The percentage of the City’s power, on any given day, drawn from these panels will be less than five percent max. The Municipal Energy Agency of Nebraska (MEAN), a wholesale electricity provider, restricts the amount of green energy – as stipulated in its bylaws – to its participating communities (such as Alliance), Bridge said. However, our town is one of 16 communities such as Sidney, Kimball and Gering “looking to put in solar in Iowa, Nebraska and Colorado,” he added.
So, since the City will not own the panels or exceed a set amount of purchased renewable energy what was the major draw? Sorensen emphasized that the project allows Alliance to lock in a rate for the next 25 years based on a minimum efficiency percentage from the panels. “They (Sandhills Solar) did all the cost benefit on it,” he said. “Solar energy is relatively new to Nebraska.”
“The ability to lock in rates is critical,” Sorensen said, pointing to a 14-25 percent jump in the past year for what the City pays for power. Just one percent annually has been passed on to customers with the rest absorbed into overhead.

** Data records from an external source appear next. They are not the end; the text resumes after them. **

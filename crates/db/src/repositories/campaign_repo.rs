//! Repository for the `donation_campaigns` table.

use petcare_core::types::DbId;
use sqlx::{PgConnection, PgPool};

use crate::models::campaign::{CreateCampaign, DonationCampaign, UpdateCampaign};

/// Column list shared across queries to avoid repetition.
const COLUMNS: &str = "id, pet_name, pet_image, max_donation_cents, donated_cents, last_date, \
    short_description, long_description, owner_email, paused, created_at, updated_at";

/// Provides CRUD operations for donation campaigns.
pub struct CampaignRepo;

impl CampaignRepo {
    /// Insert a new campaign owned by `owner_email`.
    pub async fn create(
        pool: &PgPool,
        owner_email: &str,
        input: &CreateCampaign,
    ) -> Result<DonationCampaign, sqlx::Error> {
        let query = format!(
            "INSERT INTO donation_campaigns \
                (pet_name, pet_image, max_donation_cents, last_date, short_description, \
                 long_description, owner_email) \
             VALUES ($1, COALESCE($2, ''), $3, $4, COALESCE($5, ''), COALESCE($6, ''), $7) \
             RETURNING {COLUMNS}"
        );
        sqlx::query_as::<_, DonationCampaign>(&query)
            .bind(input.pet_name.trim())
            .bind(&input.pet_image)
            .bind(input.max_donation_cents)
            .bind(input.last_date)
            .bind(&input.short_description)
            .bind(&input.long_description)
            .bind(owner_email)
            .fetch_one(pool)
            .await
    }

    /// Find a campaign by its internal ID.
    pub async fn find_by_id(
        pool: &PgPool,
        id: DbId,
    ) -> Result<Option<DonationCampaign>, sqlx::Error> {
        let query = format!("SELECT {COLUMNS} FROM donation_campaigns WHERE id = $1");
        sqlx::query_as::<_, DonationCampaign>(&query)
            .bind(id)
            .fetch_optional(pool)
            .await
    }

    /// Lock a campaign row for the rest of the transaction.
    pub async fn find_for_update(
        conn: &mut PgConnection,
        id: DbId,
    ) -> Result<Option<DonationCampaign>, sqlx::Error> {
        let query = format!("SELECT {COLUMNS} FROM donation_campaigns WHERE id = $1 FOR UPDATE");
        sqlx::query_as::<_, DonationCampaign>(&query)
            .bind(id)
            .fetch_optional(conn)
            .await
    }

    /// List campaigns that are not paused, newest first.
    pub async fn list_active(
        pool: &PgPool,
        limit: i64,
        offset: i64,
    ) -> Result<Vec<DonationCampaign>, sqlx::Error> {
        let query = format!(
            "SELECT {COLUMNS} FROM donation_campaigns \
             WHERE paused = false \
             ORDER BY created_at DESC, id DESC \
             LIMIT $1 OFFSET $2"
        );
        sqlx::query_as::<_, DonationCampaign>(&query)
            .bind(limit)
            .bind(offset)
            .fetch_all(pool)
            .await
    }

    /// List every campaign created by `owner_email`, newest first.
    pub async fn list_by_owner(
        pool: &PgPool,
        owner_email: &str,
    ) -> Result<Vec<DonationCampaign>, sqlx::Error> {
        let query = format!(
            "SELECT {COLUMNS} FROM donation_campaigns \
             WHERE owner_email = $1 \
             ORDER BY created_at DESC, id DESC"
        );
        sqlx::query_as::<_, DonationCampaign>(&query)
            .bind(owner_email)
            .fetch_all(pool)
            .await
    }

    /// Update a campaign. Only non-`None` fields are applied.
    ///
    /// Returns `None` if no row with the given `id` exists.
    pub async fn update(
        pool: &PgPool,
        id: DbId,
        input: &UpdateCampaign,
    ) -> Result<Option<DonationCampaign>, sqlx::Error> {
        let query = format!(
            "UPDATE donation_campaigns SET \
                pet_name = COALESCE($2, pet_name), \
                pet_image = COALESCE($3, pet_image), \
                max_donation_cents = COALESCE($4, max_donation_cents), \
                last_date = COALESCE($5, last_date), \
                short_description = COALESCE($6, short_description), \
                long_description = COALESCE($7, long_description) \
             WHERE id = $1 \
             RETURNING {COLUMNS}"
        );
        sqlx::query_as::<_, DonationCampaign>(&query)
            .bind(id)
            .bind(input.pet_name.as_deref().map(str::trim))
            .bind(&input.pet_image)
            .bind(input.max_donation_cents)
            .bind(input.last_date)
            .bind(&input.short_description)
            .bind(&input.long_description)
            .fetch_optional(pool)
            .await
    }

    /// Pause or resume a campaign.
    pub async fn set_paused(
        pool: &PgPool,
        id: DbId,
        paused: bool,
    ) -> Result<Option<DonationCampaign>, sqlx::Error> {
        let query =
            format!("UPDATE donation_campaigns SET paused = $2 WHERE id = $1 RETURNING {COLUMNS}");
        sqlx::query_as::<_, DonationCampaign>(&query)
            .bind(id)
            .bind(paused)
            .fetch_optional(pool)
            .await
    }

    /// Add (or, with a negative delta, subtract) from the donated total.
    pub async fn add_donated(
        conn: &mut PgConnection,
        id: DbId,
        delta_cents: i64,
    ) -> Result<(), sqlx::Error> {
        sqlx::query(
            "UPDATE donation_campaigns \
             SET donated_cents = GREATEST(donated_cents + $2, 0) \
             WHERE id = $1",
        )
        .bind(id)
        .bind(delta_cents)
        .execute(conn)
        .await?;
        Ok(())
    }
}
//! Donation entity model and DTOs.

use petcare_core::types::{DbId, Timestamp};
use serde::{Deserialize, Serialize};
use sqlx::FromRow;
use validator::Validate;

/// A row from the `donations` table.
#[derive(Debug, Clone, FromRow, Serialize)]
pub struct Donation {
    pub id: DbId,
    pub campaign_id: DbId,
    pub donor_name: String,
    pub donor_email: String,
    pub amount_cents: i64,
    pub transaction_id: String,
    pub created_at: Timestamp,
}

/// DTO for recording a completed payment against a campaign.
#[derive(Debug, Clone, Deserialize, Validate)]
pub struct CreateDonation {
    pub campaign_id: DbId,
    #[validate(length(min = 1, max = 100))]
    pub donor_name: String,
    pub amount_cents: i64,
    /// Provider transaction / payment intent id. Unique per donation.
    #[validate(length(min = 1, max = 255))]
    pub transaction_id: String,
}

/// Result of trying to record a donation.
#[derive(Debug)]
pub enum DonationOutcome {
    Recorded(Donation),
    CampaignNotFound,
    /// The campaign's rules refused the donation.
    Rejected(String),
}

/// Result of a refund (donation removal).
#[derive(Debug)]
pub enum RefundOutcome {
    Refunded(Donation),
    NotFound,
    NotDonor,
}
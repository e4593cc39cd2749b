//! Route definitions for users and tokens.

use axum::routing::{get, post};
use axum::Router;

use crate::handlers::users;
use crate::state::AppState;

/// ```text
/// POST  /jwt                -> issue_token
/// GET   /users              -> list (admin)
/// POST  /users              -> register
/// GET   /users/admin/{key}  -> admin_status (key = email)
/// PATCH /users/admin/{key}  -> promote (key = id, admin)
/// ```
pub fn router() -> Router<AppState> {
    Router::new()
        .route("/jwt", post(users::issue_token))
        .route("/users", get(users::list).post(users::register))
        .route(
            "/users/admin/{key}",
            get(users::admin_status).patch(users::promote),
        )
}
//! Handlers for adoption requests.
//!
//! Thin wrappers over [`AdoptionCoordinator`]: they bind the caller's
//! identity to the request and translate results into the HTTP envelope.
//!
//! [`AdoptionCoordinator`]: petcare_core::adoption::AdoptionCoordinator

use axum::extract::{Path, Query, State};
use axum::http::StatusCode;
use axum::response::IntoResponse;
use axum::Json;
use petcare_core::adoption::SubmitAdoption;
use petcare_core::types::DbId;
use serde::{Deserialize, Serialize};

use crate::error::AppResult;
use crate::middleware::auth::AuthUser;
use crate::middleware::rbac::RequireAdmin;
use crate::response::{DataResponse, MessageResponse};
use crate::state::AppState;

/// Query parameters for `PATCH /adoptions`.
#[derive(Debug, Deserialize)]
pub struct AcceptParams {
    pub id: DbId,
    pub name: String,
    #[serde(rename = "masterEmail")]
    pub master_email: String,
}

#[derive(Debug, Serialize)]
pub struct ReconcileReport {
    pub pets_updated: u64,
}

// ---------------------------------------------------------------------------
// Handlers
// ---------------------------------------------------------------------------

/// POST /adoptions
///
/// Submit an adoption request as the caller. A repeat request for the same
/// pet answers 409 with `"message": "failed"`.
pub async fn submit(
    State(state): State<AppState>,
    user: AuthUser,
    Json(mut input): Json<SubmitAdoption>,
) -> AppResult<impl IntoResponse> {
    input.requester_email = user.email;
    let request = state.adoptions.submit(input).await?;
    Ok((StatusCode::CREATED, Json(MessageResponse::success(request))))
}

/// PATCH /adoptions?id=&name=&masterEmail=
///
/// Accept a request for one of the caller's pets.
pub async fn accept(
    State(state): State<AppState>,
    user: AuthUser,
    Query(params): Query<AcceptParams>,
) -> AppResult<impl IntoResponse> {
    user.ensure_is(&params.master_email)?;
    let outcome = state
        .adoptions
        .accept(params.id, &params.name, &params.master_email)
        .await?;
    Ok(Json(DataResponse { data: outcome }))
}

/// GET /adoptions/{email}
///
/// Requests targeting the caller's pets, newest first.
pub async fn list_for_owner(
    State(state): State<AppState>,
    user: AuthUser,
    Path(email): Path<String>,
) -> AppResult<impl IntoResponse> {
    user.ensure_is(&email)?;
    let requests = state.adoptions.requests_for_owner(&email).await?;
    Ok(Json(DataResponse { data: requests }))
}

/// POST /adoptions/reconcile
///
/// Re-derive pet availability from the request ledger (admin only).
pub async fn reconcile(
    State(state): State<AppState>,
    RequireAdmin(admin): RequireAdmin,
) -> AppResult<impl IntoResponse> {
    let pets_updated = state.adoptions.reconcile().await?;
    tracing::info!(pets_updated, requested_by = %admin.email, "Manual availability reconcile");
    Ok(Json(DataResponse {
        data: ReconcileReport { pets_updated },
    }))
}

“Guaranteed rate for 25 years is hard to pass up,” Bridge agreed, “where we’re not paying anymore than we are right now is the biggest advantage I can see.”
Sandhills Solar expects to finish the project a year from now. That is if everything runs perfectly. I was told even two years may be more realistic. Whenever we capture the initial rays is worth waiting for as Alliance will join Hemingford in sending solar power down the line.